Both of you who have read any of my other reviews about college and university history books know that I like to gripe about the lack of academic quality in this genre, particularly regarding the histories of individual institutions. This book is different. It passes the test.
For the story of how American higher education evolved from tiny rustic roots into the world-leading, mega-institution it became by the late 19th century, this book is a joy, and the justified leader. Its rendering of the critically important evolution of institutions from local sectarian academies to colleges (after the Revolution) and from colleges to research universities (after the Civil War) is both essential and superb reading. American history told without this important social component is incomplete. We ARE our colleges. That's why we love them so much.
Rudolph's "struggling hilltop college" thesis has long been superseded by more sophisticated scholarship, as we know that our earliest colleges were far from the tiny, decrepit, under-supported institutions we quaintly recall.
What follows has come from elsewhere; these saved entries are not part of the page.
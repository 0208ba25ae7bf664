//! In-place XOR over byte buffers, vectorized where the host allows.


/// `xor_into` folds `src` into `acc` byte-wise: `acc[i] ^= src[i]`.
///
/// XOR is commutative and associative, so folding several sources into the
/// same accumulator yields the same result in any order. No allocation.
///
/// # Panics
/// Panics if the slices differ in length.
pub fn xor_into(acc: &mut [u8], src: &[u8]) {
    assert_eq!(acc.len(), src.len(), "xor operands must have equal length");

    #[cfg(target_arch = "x86_64")]
    if is_x86_feature_detected!("avx2") {
        unsafe { simd::xor_into_avx2(acc, src) };
        return;
    }

    xor_into_words(acc, src);
}

/// Portable path: whole `u64` lanes first, then the byte tail.
fn xor_into_words(acc: &mut [u8], src: &[u8]) {
    const LANE: usize = size_of::<u64>();
    let split = acc.len() - acc.len() % LANE;
    let (acc_lanes, acc_tail) = acc.split_at_mut(split);
    let (src_lanes, src_tail) = src.split_at(split);

    for (a, s) in acc_lanes
        .chunks_exact_mut(LANE)
        .zip(src_lanes.chunks_exact(LANE))
    {
        let mut lhs = [0u8; LANE];
        lhs.copy_from_slice(a);
        let mut rhs = [0u8; LANE];
        rhs.copy_from_slice(s);
        let folded = u64::from_ne_bytes(lhs) ^ u64::from_ne_bytes(rhs);
        a.copy_from_slice(&folded.to_ne_bytes());
    }

    for (a, s) in acc_tail.iter_mut().zip(src_tail) {
        *a ^= *s;
    }
}

#[cfg(target_arch = "x86_64")]
mod simd {
    use std::arch::x86_64::{_mm256_loadu_si256, _mm256_storeu_si256, _mm256_xor_si256};

    const WIDTH: usize = 32;

    /// 256-bit XOR over the bulk of the range, word/byte fallback for the
    /// remainder.
    ///
    /// # Safety
    /// The caller must have verified AVX2 support; slices must have equal
    /// length.
    #[target_feature(enable = "avx2")]
    pub unsafe fn xor_into_avx2(acc: &mut [u8], src: &[u8]) {
        let chunks = acc.len() / WIDTH;
        for i in 0..chunks {
            let off = i * WIDTH;
            // Unaligned loads/stores; unit buffers carry no alignment contract.
            unsafe {
                let a = _mm256_loadu_si256(acc.as_ptr().add(off).cast());
                let s = _mm256_loadu_si256(src.as_ptr().add(off).cast());
                _mm256_storeu_si256(acc.as_mut_ptr().add(off).cast(), _mm256_xor_si256(a, s));
            }
        }

        let done = chunks * WIDTH;
        super::xor_into_words(&mut acc[done..], &src[done..]);
    }
}
//! Lightweight hooks for observing array and stream I/O.

use std::sync::{Arc, OnceLock};

/// `IoKind` names the operation an event describes.
#[derive(Copy, Clone, Debug, PartialEq, Eq)]
pub enum IoKind {
    Read,
    Write,
    /// A unit re-derived on the fly from the surviving members.
    Reconstruct,
    /// A recovered disk rewritten stripe by stripe.
    Rebuild,
}

/// `DiskIo` captures an event on one member disk.
#[derive(Copy, Clone, Debug)]
pub struct DiskIo {
    pub disk: usize,
    pub kind: IoKind,
    pub bytes: u64,
    pub error: bool,
}

/// `StreamIo` captures an event at the logical stream surface.
#[derive(Copy, Clone, Debug)]
pub struct StreamIo {
    pub kind: IoKind,
    pub bytes: u64,
    pub error: bool,
}

/// `EventSink` receives disk and stream events from the array.
pub trait EventSink: Send + Sync + 'static {
    /// `record_disk_io` records an event on a member disk.
    fn record_disk_io(&self, io: DiskIo);
    /// `record_stream_io` records an event at the stream surface.
    fn record_stream_io(&self, io: StreamIo);
}

static EVENT_SINK: OnceLock<Arc<dyn EventSink>> = OnceLock::new();

/// `install_event_sink` installs a process-global sink.
///
/// # Returns
/// `true` if the sink was installed, `false` if one was already registered.
pub fn install_event_sink(sink: Arc<dyn EventSink>) -> bool {
    EVENT_SINK.set(sink).is_ok()
}

/// `is_enabled` reports whether a sink has been installed.
pub fn is_enabled() -> bool {
    EVENT_SINK.get().is_some()
}

pub(crate) fn record_disk_io(io: DiskIo) {
    if let Some(sink) = EVENT_SINK.get() {
        sink.record_disk_io(io);
    }
}

pub(crate) fn record_stream_io(io: StreamIo) {
    if let Some(sink) = EVENT_SINK.get() {
        sink.record_stream_io(io);
    }
}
A reader can easily misunderstand the importance of a small college by simply assuming that enrollment figures tell the whole story. Rudolph makes that mistake. William & Mary was always a tiny institution by modern (and contemporary) standards. Does that, in any way, diminish its profound impact on American (and world) history? When Webster argued for Dartmouth before the Supreme Count in 1817, how many students did the College enroll? You get the idea. Before 1900, size really didn't matter.
Rudolph's conclusion that the rise of Jacksonian Democracy, in place of Hamiltonian Federalism, created a "crisis" in American higher education is just plain wrong, and a typical New England perspective. Institutions simply evolved to represent the changes in the society. Before 1860, Yale, North Carolina and Virginia displayed prosperity and excellence. Rudolph's book is a product of his time and place. Henry Adams would have loved this book.
The book lets me down in two areas: First, there are no illustrations of any kind. Second, the author ignores the rapid advancement of serious higher education away from the East during the 20th century. This is very much a Massachusetts-centric view of things, which was eroding rapidly by the time the first edition appeared in 1962. As people migrate, so go their attendant institutions.